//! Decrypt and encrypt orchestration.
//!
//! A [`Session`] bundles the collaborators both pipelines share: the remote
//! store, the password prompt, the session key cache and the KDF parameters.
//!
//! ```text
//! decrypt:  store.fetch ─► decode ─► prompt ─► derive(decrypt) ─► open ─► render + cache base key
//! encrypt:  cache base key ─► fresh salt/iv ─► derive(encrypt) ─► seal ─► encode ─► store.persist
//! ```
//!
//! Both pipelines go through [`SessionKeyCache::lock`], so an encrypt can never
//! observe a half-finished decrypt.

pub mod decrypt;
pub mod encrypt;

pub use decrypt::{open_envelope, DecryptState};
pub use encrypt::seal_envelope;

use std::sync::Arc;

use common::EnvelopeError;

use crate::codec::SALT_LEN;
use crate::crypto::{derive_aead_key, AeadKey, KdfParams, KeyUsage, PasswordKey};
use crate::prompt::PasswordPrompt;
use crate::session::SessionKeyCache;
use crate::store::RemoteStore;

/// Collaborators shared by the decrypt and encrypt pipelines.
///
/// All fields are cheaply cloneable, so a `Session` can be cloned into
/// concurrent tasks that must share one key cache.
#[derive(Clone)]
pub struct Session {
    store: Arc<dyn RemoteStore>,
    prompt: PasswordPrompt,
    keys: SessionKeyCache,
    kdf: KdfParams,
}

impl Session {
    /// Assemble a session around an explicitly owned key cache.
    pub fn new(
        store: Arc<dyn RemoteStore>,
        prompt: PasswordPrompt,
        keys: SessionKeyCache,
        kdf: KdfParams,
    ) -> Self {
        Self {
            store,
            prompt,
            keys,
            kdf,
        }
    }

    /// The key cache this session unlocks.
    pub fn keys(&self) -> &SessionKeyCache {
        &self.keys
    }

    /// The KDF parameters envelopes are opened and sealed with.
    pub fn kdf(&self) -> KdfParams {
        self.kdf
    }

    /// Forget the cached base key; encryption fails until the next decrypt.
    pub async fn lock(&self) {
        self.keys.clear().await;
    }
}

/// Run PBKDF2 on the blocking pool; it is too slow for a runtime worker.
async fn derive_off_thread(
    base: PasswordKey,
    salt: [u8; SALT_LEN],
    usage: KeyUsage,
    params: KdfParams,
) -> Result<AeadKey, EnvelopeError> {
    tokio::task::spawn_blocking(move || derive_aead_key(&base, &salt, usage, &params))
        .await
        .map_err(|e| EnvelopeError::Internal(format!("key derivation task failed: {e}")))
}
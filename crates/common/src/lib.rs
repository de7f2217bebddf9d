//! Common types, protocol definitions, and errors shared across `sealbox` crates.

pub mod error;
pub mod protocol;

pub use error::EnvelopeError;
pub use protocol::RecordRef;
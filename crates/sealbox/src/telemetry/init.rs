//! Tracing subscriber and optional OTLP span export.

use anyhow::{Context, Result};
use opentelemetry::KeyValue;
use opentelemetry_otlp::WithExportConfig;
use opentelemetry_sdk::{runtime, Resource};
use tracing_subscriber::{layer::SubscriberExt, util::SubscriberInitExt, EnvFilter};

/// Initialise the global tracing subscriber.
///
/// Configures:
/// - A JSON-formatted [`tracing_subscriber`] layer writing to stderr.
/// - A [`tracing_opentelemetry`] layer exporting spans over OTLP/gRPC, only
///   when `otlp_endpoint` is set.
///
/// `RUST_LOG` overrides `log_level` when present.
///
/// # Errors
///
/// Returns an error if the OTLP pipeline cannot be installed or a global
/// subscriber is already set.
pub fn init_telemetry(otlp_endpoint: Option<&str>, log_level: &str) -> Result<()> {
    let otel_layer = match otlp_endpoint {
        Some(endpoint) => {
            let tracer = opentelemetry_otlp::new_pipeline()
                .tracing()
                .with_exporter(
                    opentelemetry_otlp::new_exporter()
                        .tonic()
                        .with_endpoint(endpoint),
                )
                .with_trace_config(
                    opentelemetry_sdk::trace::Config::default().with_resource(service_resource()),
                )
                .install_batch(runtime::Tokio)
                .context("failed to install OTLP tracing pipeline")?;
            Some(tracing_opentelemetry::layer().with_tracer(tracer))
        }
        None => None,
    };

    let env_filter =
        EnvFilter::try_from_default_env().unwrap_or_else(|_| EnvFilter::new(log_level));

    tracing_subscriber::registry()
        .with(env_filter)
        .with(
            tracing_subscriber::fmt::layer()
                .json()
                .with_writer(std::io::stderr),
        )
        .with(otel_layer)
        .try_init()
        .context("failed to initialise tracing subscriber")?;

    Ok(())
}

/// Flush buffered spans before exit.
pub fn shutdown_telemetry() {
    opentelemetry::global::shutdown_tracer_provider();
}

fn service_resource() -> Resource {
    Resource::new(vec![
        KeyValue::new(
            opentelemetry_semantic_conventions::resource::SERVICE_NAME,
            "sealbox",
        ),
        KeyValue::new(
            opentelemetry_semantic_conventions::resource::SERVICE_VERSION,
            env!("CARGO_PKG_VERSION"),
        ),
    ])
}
---
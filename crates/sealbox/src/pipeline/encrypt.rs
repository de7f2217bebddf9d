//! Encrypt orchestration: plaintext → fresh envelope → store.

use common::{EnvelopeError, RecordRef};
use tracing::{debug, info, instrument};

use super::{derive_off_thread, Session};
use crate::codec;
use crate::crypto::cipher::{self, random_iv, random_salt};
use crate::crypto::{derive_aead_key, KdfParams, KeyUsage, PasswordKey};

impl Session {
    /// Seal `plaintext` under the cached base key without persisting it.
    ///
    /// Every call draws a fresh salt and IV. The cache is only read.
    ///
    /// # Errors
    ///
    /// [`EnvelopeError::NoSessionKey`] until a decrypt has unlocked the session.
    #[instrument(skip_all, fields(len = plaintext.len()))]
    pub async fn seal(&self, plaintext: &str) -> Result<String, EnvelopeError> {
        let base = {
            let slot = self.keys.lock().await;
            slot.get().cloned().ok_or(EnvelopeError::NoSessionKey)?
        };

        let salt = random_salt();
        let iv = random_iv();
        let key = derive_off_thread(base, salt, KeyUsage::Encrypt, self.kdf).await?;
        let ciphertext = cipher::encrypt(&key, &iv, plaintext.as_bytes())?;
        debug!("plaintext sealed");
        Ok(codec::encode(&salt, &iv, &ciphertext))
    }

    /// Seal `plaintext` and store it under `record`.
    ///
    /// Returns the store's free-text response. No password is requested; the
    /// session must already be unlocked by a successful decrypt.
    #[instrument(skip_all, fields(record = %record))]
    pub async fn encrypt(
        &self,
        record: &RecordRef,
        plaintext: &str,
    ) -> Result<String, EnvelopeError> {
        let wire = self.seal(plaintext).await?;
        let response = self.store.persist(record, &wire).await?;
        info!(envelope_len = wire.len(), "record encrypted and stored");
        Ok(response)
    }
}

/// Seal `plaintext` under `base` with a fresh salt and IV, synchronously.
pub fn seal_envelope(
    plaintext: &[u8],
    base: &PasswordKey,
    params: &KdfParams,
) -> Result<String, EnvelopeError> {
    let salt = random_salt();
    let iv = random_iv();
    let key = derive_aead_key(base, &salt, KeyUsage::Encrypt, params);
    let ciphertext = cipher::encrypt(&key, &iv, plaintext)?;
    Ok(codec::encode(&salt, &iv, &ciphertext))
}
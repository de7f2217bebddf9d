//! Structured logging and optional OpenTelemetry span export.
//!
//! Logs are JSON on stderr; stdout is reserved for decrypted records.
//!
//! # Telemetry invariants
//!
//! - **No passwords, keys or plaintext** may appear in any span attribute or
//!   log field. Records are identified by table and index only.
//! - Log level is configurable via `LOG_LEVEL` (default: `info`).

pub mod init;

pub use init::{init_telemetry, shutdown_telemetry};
* * *
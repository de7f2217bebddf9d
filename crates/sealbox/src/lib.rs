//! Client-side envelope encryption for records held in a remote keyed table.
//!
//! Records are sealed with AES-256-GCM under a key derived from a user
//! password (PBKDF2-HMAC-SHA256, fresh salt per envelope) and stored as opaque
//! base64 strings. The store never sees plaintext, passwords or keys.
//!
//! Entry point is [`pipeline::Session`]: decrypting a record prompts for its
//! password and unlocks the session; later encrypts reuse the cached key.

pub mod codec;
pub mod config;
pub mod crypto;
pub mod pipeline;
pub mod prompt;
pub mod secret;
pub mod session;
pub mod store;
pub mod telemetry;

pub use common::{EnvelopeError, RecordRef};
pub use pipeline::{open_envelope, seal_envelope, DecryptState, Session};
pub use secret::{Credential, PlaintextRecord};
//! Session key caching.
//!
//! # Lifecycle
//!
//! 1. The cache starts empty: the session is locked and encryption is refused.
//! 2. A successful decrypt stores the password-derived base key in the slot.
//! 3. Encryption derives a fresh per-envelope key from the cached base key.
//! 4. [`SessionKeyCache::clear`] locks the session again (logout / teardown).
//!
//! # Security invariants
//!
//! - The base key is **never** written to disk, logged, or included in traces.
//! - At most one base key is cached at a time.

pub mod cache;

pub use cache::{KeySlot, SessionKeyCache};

PROBLEM: For the listing above, work out how many lines contain the string "optional" and return only that figure.

REPLY TO THE EXERCISE: 2